Information
- Established: 1839
- Founders: Sophia Sawyer Sarah Ridge
- Closed: 1862
- Gender: Girls (primarily, some male day students)

= Fayetteville Female Seminary =

Former school for girls in Fayetteville, Arkansas

Fayetteville Female Seminary, established in 1839 by Sophia Sawyer, was a school for girls in Fayetteville, Arkansas. It offered quality education for both white and Cherokee women at a time when women's access to schooling was limited and segregated schooling was common. While the seminary operated only from 1839 to 1862, its legacy is often linked to the decision to establish the University of Arkansas in Fayetteville. A historical marker commemorates its history. Walter J. Lemke's drawings of the school and Sawyer were printed in a newspaper.

== Founders ==
Fayetteville Female Seminary was founded in 1839 by Sophia Sawyer and Sarah Ridge.

Sophie Sawyer was raised in Rindge, New Hampshire. She later became a missionary and tutored prominent Cherokee individuals. She eventually connected with John Ridge and moved with him and his family to present-day Missouri. After his death, she and Ridge's widow, Sarah Bird Northrup Ridge, relocated to Fayetteville, Arkansas, arriving on July 1, 1839.

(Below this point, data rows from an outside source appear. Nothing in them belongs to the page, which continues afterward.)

//! Component assembly.
//!
//! An item is built from a [`ComponentPlan`]: an ordered list of component
//! constructors. Each constructor reads the anchors published so far, and
//! each component is drawn onto one shared surface, clipped against its
//! parent when it has one.

mod assembler;
mod attach;
mod component;
mod curve;
mod sampler;

pub use assembler::{assemble, ComponentPlan, Item, ItemData, ItemKind, ItemName, BROKEN_ITEM_NAME};
pub use attach::{Anchor, AttachmentPoint, AttachmentRecorder, Attachments};
pub use component::{Component, Part, TaperAnchors, TaperedPart};
pub use curve::CurveAccumulator;
pub use sampler::{Choice, ParameterSampler};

Sarah Ridge was the widow of John Ridge, a Cherokee politician.

== History ==

In 1839, Fayetteville Female Seminary welcomed its first class of students, which included 14 girls from prominent Cherokee families. Classes were initially held in a log structure, then relocated to a retail store. According to myth, a thespian society met on the first floor, and Sawyer diligently watched over her students to protect them from "any adverse influence or potential moral degradation stemming from the less strict ethical standards associated with actors". Within a year, the class grew to include 50 students, including male day students. Due to the school's success, Judge David Walker provided Sawyer land upon which to build a permanent structure.

Sawyer maintained her connection with the American Board of Missions, though the school operated independently.

For the first eight years, she taught all academic subjects, though she was only certified to teach primary school. As such, she eventually hired more teachers, including Reverend Cephas Washburn.

Following Sawyer's death in 1854, Lucretia Foster Smith became the school's principal. The school was incorporated in 1859, though it closed in 1862 after being torched following the Battle of Prairie Grove.

The school closed during the American Civil War. A list of students from 1859 exists.

== Legacy ==
Fayetteville Female Seminary school is believed to have helped influence the siting of the University of Arkansas in Fayetteville in the 1870s.

The Butler Center for Arkansas Studies has an engraving of the school.

A historical marker commemorates its history.